AIM OF THE EXERCISE – Report each line of the data that contains the string "into".

DATA FOR REVIEW –
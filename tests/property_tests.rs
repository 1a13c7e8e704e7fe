//! Property-based tests for xlog using proptest

use proptest::prelude::*;
use xlog::prelude::*;
use xlog::sinks::WriterSink;

fn any_level() -> impl Strategy<Value = LogLevel> {
    prop_oneof![
        Just(LogLevel::Debug),
        Just(LogLevel::Info),
        Just(LogLevel::Warn),
        Just(LogLevel::Error),
        Just(LogLevel::Panic),
        Just(LogLevel::Fatal),
    ]
}

// ============================================================================
// Level parsing
// ============================================================================

proptest! {
    /// Every level name parses back to itself
    #[test]
    fn test_level_name_roundtrip(level in any_level()) {
        prop_assert_eq!(LogLevel::parse_or_info(level.to_str()), level);
    }

    /// Anything that is not an exact lowercase level name means info
    #[test]
    fn test_unknown_names_mean_info(name in ".*") {
        let known = ["debug", "info", "warn", "error", "panic", "fatal"];
        prop_assume!(!known.contains(&name.as_str()));
        prop_assert_eq!(LogLevel::parse_or_info(&name), LogLevel::Info);
    }

    /// Ordering follows severity
    #[test]
    fn test_level_ordering_matches_discriminant(a in any_level(), b in any_level()) {
        prop_assert_eq!(a < b, (a as u8) < (b as u8));
    }
}

// ============================================================================
// Records
// ============================================================================

proptest! {
    /// Any message and logger name encode to exactly one line
    #[test]
    fn test_record_is_single_line(message in ".*", name in ".*", level in any_level()) {
        let entry = LogEntry::new(level, &message).with_name(Some(&name));
        let line = Encoder::default().encode(&entry);
        prop_assert!(line.ends_with('\n'));
        prop_assert_eq!(line.matches('\n').count(), 1);
    }

    /// JSON records always parse and keep the message
    #[test]
    fn test_json_record_parses(message in ".*", key in "f_[a-z]{1,8}", value in any::<i64>()) {
        let entry = LogEntry::new(LogLevel::Info, &message)
            .with_fields(vec![field::int(key.clone(), value)]);
        let line = Encoder::json(EncoderConfig::iso8601()).encode(&entry);
        let parsed: serde_json::Value = serde_json::from_str(line.trim_end()).unwrap();
        prop_assert_eq!(parsed["msg"].as_str(), Some(entry.message.as_str()));
        prop_assert_eq!(parsed[&key].as_i64(), Some(value));
    }

    /// A logger writes exactly when the level is at or above its threshold
    #[test]
    fn test_threshold_decides_emission(min in any_level(), level in any_level()) {
        prop_assume!(!level.terminates());
        let buffer = std::sync::Arc::new(parking_lot::Mutex::new(Vec::<u8>::new()));
        let logger = Logger::builder()
            .min_level(min)
            .sink(WriterSink::new(SharedBuffer(buffer.clone())))
            .build();

        logger.log(level, "probe", &[]);
        let written = buffer.lock().len();
        prop_assert_eq!(written > 0, level >= min);
    }
}

// ============================================================================
// Key/value lists
// ============================================================================

proptest! {
    /// Pairs become fields; an odd tail becomes one `ignored` field
    #[test]
    fn test_sweeten_field_count(keys in prop::collection::vec("[a-z]{1,6}", 0..10), odd in any::<bool>()) {
        let mut items: Vec<FieldValue> = Vec::new();
        for (idx, key) in keys.iter().enumerate() {
            items.push(key.as_str().into());
            items.push((idx as i64).into());
        }
        if odd {
            items.push("orphan".into());
        }

        let fields = xlog::core::sugar::sweeten(&items);
        prop_assert_eq!(fields.len(), keys.len() + usize::from(odd));
        if odd {
            prop_assert_eq!(&fields.last().unwrap().key, "ignored");
        }
    }
}

struct SharedBuffer(std::sync::Arc<parking_lot::Mutex<Vec<u8>>>);

impl std::io::Write for SharedBuffer {
    fn write(&mut self, buf: &[u8]) -> std::io::Result<usize> {
        self.0.lock().extend_from_slice(buf);
        Ok(buf.len())
    }

    fn flush(&mut self) -> std::io::Result<()> {
        Ok(())
    }
}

SOLUTION TO THIS TASK –
            items.push(key.as_str().into());
            items.push((idx as i64).into());
            items.push("orphan".into());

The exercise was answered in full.